# Tutorial 4-1: The Art of Initialization & Normalization

**Course:** CSEN 342: Deep Learning  
**Topic:** Weight Initialization, Vanishing/Exploding Activations, and Batch Normalization

## Objective
Training deep neural networks is difficult because of the **Vanishing** or **Exploding** gradient problem. As signals pass through many layers, their variance can either shrink to zero (silence) or grow to infinity (instability).

In this tutorial, we will visualize this phenomenon and apply the standard fixes from industry:
1.  **Visualize Activations:** Monitor the distribution of data as it passes through a deep network.
2.  **Bad Initialization:** See what happens when weights are initialized too large ($\sigma=1$) or too small ($\sigma=0.01$).
3.  **Kaiming Initialization:** Apply the mathematical fix derived by Kaiming He to keep variance constant.
4.  **Batch Normalization:** Apply the architectural fix that forces layer inputs to be stable, making initialization less critical.

---

## Part 1: Monitoring Activation Statistics

We need a way to peek inside the network. We will create a Deep MLP that stores the `mean` and `std` (standard deviation) of the activations at every layer during the forward pass.

In [None]:
import torch
import torch.nn as nn
import matplotlib.pyplot as plt
import numpy as np
import torchvision
import torchvision.transforms as transforms

# Import utility functions
import os
import sys
sys.path.append(os.path.abspath(os.path.join('..')))
from utils import download_fashion_mnist

# Device config
device = torch.device('cuda' if torch.cuda.is_available() else 'cpu')
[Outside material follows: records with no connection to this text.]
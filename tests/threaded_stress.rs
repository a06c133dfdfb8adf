//! Parallel stress: receivers that keep moving between nodes while senders
//! blast messages at them. Exercises transfer races, proxy chains, and
//! closure chasing a port around the ring.

use std::collections::HashSet;
use std::sync::atomic::{AtomicBool, AtomicUsize, Ordering};
use std::sync::{Arc, Mutex};
use std::thread;
use std::time::{Duration, Instant};

use crossbeam::channel::{Receiver, RecvTimeoutError};
use rand::rngs::StdRng;
use rand::{Rng, SeedableRng};

use portico_rs::test_harness::ThreadedNetwork;
use portico_rs::{Node, PortError, PortName, PortRef, UserMessage};

const NUM_NODES: usize = 4;
const NUM_PAIRS: usize = 2;
const MESSAGES_PER_PAIR: u64 = 300;
const DEADLINE: Duration = Duration::from_secs(60);

fn pair_of(payload: &[u8]) -> Option<usize> {
    let text = std::str::from_utf8(payload).ok()?;
    text.strip_prefix("data")?.parse().ok()
}

/// Read everything readable starting from one port, adopting and draining
/// any ports that arrive inside messages (a freshly adopted port gets no
/// retroactive wakeup, so it must be drained on the spot).
fn drain_from(
    node: &Node,
    start: PortName,
    owned: &mut HashSet<PortName>,
    records: &[Mutex<Vec<u64>>],
    pairs_done: &AtomicUsize,
) {
    let mut worklist = vec![start];
    while let Some(name) = worklist.pop() {
        let Ok(port_ref) = node.port(name) else {
            continue;
        };
        loop {
            match node.get_message(&port_ref) {
                Ok(Some(message)) => {
                    for carried in message.ports() {
                        owned.insert(*carried);
                        worklist.push(*carried);
                    }
                    if let Some(pair) = pair_of(message.payload()) {
                        records[pair]
                            .lock()
                            .expect("record lock poisoned")
                            .push(message.sequence_num());
                    }
                }
                Ok(None) => break,
                Err(PortError::PeerClosed) => {
                    node.close_port(&port_ref).expect("close drained port");
                    if owned.remove(&name) {
                        pairs_done.fetch_add(1, Ordering::SeqCst);
                    }
                    break;
                }
                // Transferred away mid-drain, or already gone.
                Err(_) => break,
            }
        }
    }
}

/// Randomly pass some owned receivers to the next node in the ring.
fn maybe_forward(
    node: &Node,
    pipe_out: &PortRef,
    owned: &mut HashSet<PortName>,
    rng: &mut StdRng,
) {
    let candidates: Vec<PortName> = owned.iter().copied().collect();
    for name in candidates {
        if !rng.gen_ratio(1, 3) {
            continue;
        }
        let mut carry = node.alloc_message("move", 1);
        carry.set_port(0, name);
        if node.send_message(pipe_out, carry).is_ok() {
            owned.remove(&name);
        }
    }
}

#[allow(clippy::too_many_arguments)]
fn worker(
    node: Arc<Node>,
    wakeups: Receiver<PortName>,
    pipe_out: PortRef,
    records: Arc<Vec<Mutex<Vec<u64>>>>,
    pairs_done: Arc<AtomicUsize>,
    no_forward: Arc<AtomicBool>,
    stop: Arc<AtomicBool>,
    seed: u64,
) {
    let mut rng = StdRng::seed_from_u64(seed);
    let mut owned: HashSet<PortName> = HashSet::new();
    loop {
        match wakeups.recv_timeout(Duration::from_millis(10)) {
            Ok(name) => {
                drain_from(&node, name, &mut owned, &records, &pairs_done);
                if !no_forward.load(Ordering::SeqCst) {
                    maybe_forward(&node, &pipe_out, &mut owned, &mut rng);
                }
            }
            Err(RecvTimeoutError::Timeout) => {
                if stop.load(Ordering::SeqCst) {
                    break;
                }
                if !no_forward.load(Ordering::SeqCst) {
                    maybe_forward(&node, &pipe_out, &mut owned, &mut rng);
                }
            }
            Err(RecvTimeoutError::Disconnected) => break,
        }
    }
}

fn wait_until(deadline: Instant, what: &str, mut done: impl FnMut() -> bool) {
    while !done() {
        assert!(Instant::now() < deadline, "timed out waiting for {what}");
        thread::sleep(Duration::from_millis(20));
    }
}

fn wait_idle(network: &ThreadedNetwork, deadline: Instant, what: &str) {
    let mut calm = 0;
    wait_until(deadline, what, || {
        if network.is_idle() {
            calm += 1;
        } else {
            calm = 0;
        }
        calm >= 5
    });
}

#[test]
fn moving_receivers_under_parallel_load() {
    let deadline = Instant::now() + DEADLINE;

    let mut network = ThreadedNetwork::new();
    let mut nodes = Vec::new();
    let mut wakeups = Vec::new();
    for _ in 0..NUM_NODES {
        let (node, wakeup_rx) = network.add_node();
        nodes.push(node);
        wakeups.push(Some(wakeup_rx));
    }

    // Ring of transfer pipes: node i can pass ports to node i+1.
    let mut pipe_out = Vec::new();
    let mut pipe_in = Vec::new();
    for i in 0..NUM_NODES {
        let j = (i + 1) % NUM_NODES;
        let pa = nodes[i].create_uninitialized_port().expect("pipe out");
        let pb = nodes[j].create_uninitialized_port().expect("pipe in");
        nodes[i]
            .initialize_port(&pa, nodes[j].name(), pb.name())
            .expect("init pipe out");
        nodes[j]
            .initialize_port(&pb, nodes[i].name(), pa.name())
            .expect("init pipe in");
        pipe_out.push(pa);
        pipe_in.push((j, pb));
    }

    let records: Arc<Vec<Mutex<Vec<u64>>>> =
        Arc::new((0..NUM_PAIRS).map(|_| Mutex::new(Vec::new())).collect());
    let pairs_done = Arc::new(AtomicUsize::new(0));
    let no_forward = Arc::new(AtomicBool::new(false));
    let stop = Arc::new(AtomicBool::new(false));

    let mut worker_handles = Vec::new();
    for (i, wakeup_slot) in wakeups.iter_mut().enumerate() {
        let node = nodes[i].clone();
        let wakeup_rx = wakeup_slot.take().expect("wakeup receiver");
        let out = pipe_out[i].clone();
        let records = records.clone();
        let pairs_done = pairs_done.clone();
        let no_forward = no_forward.clone();
        let stop = stop.clone();
        worker_handles.push(thread::spawn(move || {
            worker(
                node,
                wakeup_rx,
                out,
                records,
                pairs_done,
                no_forward,
                stop,
                0xC0FFEE + i as u64,
            );
        }));
    }

    // Each pair: the sender stays on node 0; the receiver is immediately set
    // adrift around the ring.
    let mut senders = Vec::new();
    let mut sender_handles = Vec::new();
    for pair in 0..NUM_PAIRS {
        let (sender, receiver) = nodes[0].create_port_pair().expect("create pair");
        let mut carry = nodes[0].alloc_message("move", 1);
        carry.set_port(0, receiver.name());
        nodes[0]
            .send_message(&pipe_out[0], carry)
            .expect("seed transfer");

        let node = nodes[0].clone();
        let sender_clone = sender.clone();
        senders.push(sender);
        sender_handles.push(thread::spawn(move || {
            for n in 0..MESSAGES_PER_PAIR {
                node.send_message(&sender_clone, UserMessage::new(format!("data{pair}")))
                    .expect("send data");
                if n % 16 == 0 {
                    thread::yield_now();
                }
            }
        }));
    }
    for handle in sender_handles {
        handle.join().expect("sender thread");
    }

    // Phase 1: every message reaches its wandering receiver.
    wait_until(deadline, "all messages delivered", || {
        records
            .iter()
            .all(|r| r.lock().expect("record lock poisoned").len() as u64 == MESSAGES_PER_PAIR)
    });

    // Phase 2: freeze movement and let in-flight transfers finish, so the
    // closures about to be sent cannot race a port mid-handoff.
    no_forward.store(true, Ordering::SeqCst);
    wait_idle(&network, deadline, "transfers to settle");

    // Phase 3: close the senders; each closure chases its receiver to
    // wherever it ended up and the owning worker retires it.
    for sender in &senders {
        nodes[0].close_port(sender).expect("close sender");
    }
    wait_until(deadline, "receivers to observe closure", || {
        pairs_done.load(Ordering::SeqCst) == NUM_PAIRS
    });
    wait_idle(&network, deadline, "retirement traffic to settle");

    stop.store(true, Ordering::SeqCst);
    for handle in worker_handles {
        handle.join().expect("worker thread");
    }

    for (i, out) in pipe_out.iter().enumerate() {
        nodes[i].close_port(out).expect("close pipe out");
    }
    for (j, pipe) in &pipe_in {
        nodes[*j].close_port(pipe).expect("close pipe in");
    }
    wait_idle(&network, deadline, "closures to drain");
    network.shutdown();

    // Exactly once, in order, despite every transfer: each pair's record is
    // the full contiguous stamp sequence.
    for pair in 0..NUM_PAIRS {
        let stamps = records[pair].lock().expect("record lock poisoned");
        assert_eq!(stamps.len() as u64, MESSAGES_PER_PAIR, "pair {pair}");
        for (index, stamp) in stamps.iter().enumerate() {
            assert_eq!(*stamp, index as u64 + 1, "pair {pair} at {index}");
        }
    }

    // Nothing lingers: no proxies, no orphans.
    for node in &nodes {
        assert_eq!(node.port_count(), 0);
    }
}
class ActivationMonitorNet(nn.Module):
    def __init__(self, depth=10, hidden_dim=100, use_bn=False):
        super().__init__()
        self.layers = nn.ModuleList()
        self.use_bn = use_bn
        self.activation_stats = [] # To store (mean, std) for visualization
        
        # Create a deep network
        for i in range(depth):
            # Input layer handles 784 features, others handle hidden_dim
            input_dim = 28*28 if i == 0 else hidden_dim
            
            # Define blocks: FC -> [BN] -> ReLU
            block = nn.Sequential()
            block.add_module(f'linear_{i}', nn.Linear(input_dim, hidden_dim))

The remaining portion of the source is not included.